The defendant claimed under one G. W. Guilford, trustee for G. A. Guilford. Carrow in 1872 had a survey of the lands claimed by him, and on that survey Carrow marked a gum in the southern line of his (Carrow's) land, as fixed by his (Carrow's) deed, and marked a line from the gum north, at the time saying that the gum was the corner of Graham Guilford's land, and that line was the line between them. Upon objection by plaintiff this testimony was ruled out, and defendant excepted. *13
Defendant offered to show that S. T. Carrow, under whom plaintiff claimed, prior to the conveyance by Carrow, agreed to execute a deed to Graham Guilford, but that in consequence of Carrow's being involved he thought it best that the deed should be made by N.W. Guilford alone. Upon objection by plaintiff this testimony was excluded.
Defendant offered to show that he cut and carried a raft of timber off the land in controversy to Washington, and that Paul Lincke prevented a sale of this raft. This with the view of showing damages. Upon objection, testimony excluded, and defendant excepted. There was no evidence that Lincke was the agent of plaintiff, and the court excluded the evidence.
Defendant requested the court to hold that it was necessary (18) for the plaintiff to show an advertisement and sale under the deed in trust to Blake, independent of the recitals in his deed. The court declined to so hold, and defendant excepted.
Defendant asked the court to charge the jury that the Sheriff's sale was void, for that no homestead was laid off. The court declined so to do, as the judgments under which the land was sold were on debts created prior to 1868, or some of them were. Defendant excepted.
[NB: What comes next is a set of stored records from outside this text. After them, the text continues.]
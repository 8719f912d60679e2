// ABOUTME: HTTP token management layer for Tessera
// ABOUTME: Mounts the /token routes onto an application router

use std::sync::Arc;

use axum::{extract::FromRef, routing::get, Router};

pub mod auth;
pub mod error;
pub mod handlers;
pub mod response;
pub mod service;

pub use auth::{AuthError, AuthProvider, HeaderProvider, Provided, StaticProvider};
pub use error::{ApiResult, AppError};
pub use response::ApiResponse;
pub use service::{TokenApi, TokenError, TokenResult};

/// State shared by the token management handlers
#[derive(Clone)]
pub struct TokenState {
    pub api: Arc<TokenApi>,
    pub provider: Arc<dyn AuthProvider>,
}

impl TokenState {
    pub fn new(api: Arc<TokenApi>, provider: Arc<dyn AuthProvider>) -> Self {
        Self { api, provider }
    }
}

impl FromRef<TokenState> for Arc<TokenApi> {
    fn from_ref(state: &TokenState) -> Self {
        state.api.clone()
    }
}

impl FromRef<TokenState> for Arc<dyn AuthProvider> {
    fn from_ref(state: &TokenState) -> Self {
        state.provider.clone()
    }
}

/// Creates the token management router
pub fn create_token_router() -> Router<TokenState> {
    Router::new()
        .route("/token", get(handlers::list_tokens).post(handlers::create_token))
        .route("/token/{id}", get(handlers::get_token).delete(handlers::delete_token))
}

/// Mount the token management routes onto `app`
pub fn manage(app: Router, state: TokenState) -> Router {
    app.merge(create_token_router().with_state(state))
}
The defendant relied upon color of title and possession to defeat plaintiff's title.
The court charged that there was no sufficient evidence of possession for such a length of time as would ripen defendant's color of title into title. Defendant excepted.
This land was all woods land; it was not cleared, fenced or cultivated.
The defendant testified to the following acts, which were alleged to show possession sufficient to ripen color of title into title.
In 1872, a survey of the land; in 1873, Colonel Carrow cut timber on the land from the latter part of the summer until nearly Christmas, under Guilford; in 1874, one Watt Lewis, by authority of Guilford, got two trees for boards; in 1875, Eli Moore made boards on the land; in 1876, John Brown got some large trees for ship timber; in 1877, Simon Whitehurst worked up two trees, cut down by Brown, into boards; worked on them off and on for four weeks; in 1878, in the spring, a road was surveyed across the land, and in the fall partly cut out; in the fall of 1879, Mack Smith got some staves on the land; in 1880, the defendant got oak timber; he began in January, got some in January, February, and March, and then quit and began cutting again in September; paid one-fourth rent, and the rent amounted to ten dollars; in 1881, Peyton Taylor worked on the land to the same (19) extent as the defendant had done in 1880; in 1882, defendant got four sills for a ginhouse off the land; "in the fall of 1883, I rented *14 some ginhouse timber to one C. W. Bonner; he paid me two dollars rent; in 1884, one Rollins got some flat knees; worked off and on from summer until about September; in 1885, the defendant bought the land, built a cabin on the land and occupied it for his hands in getting off timber."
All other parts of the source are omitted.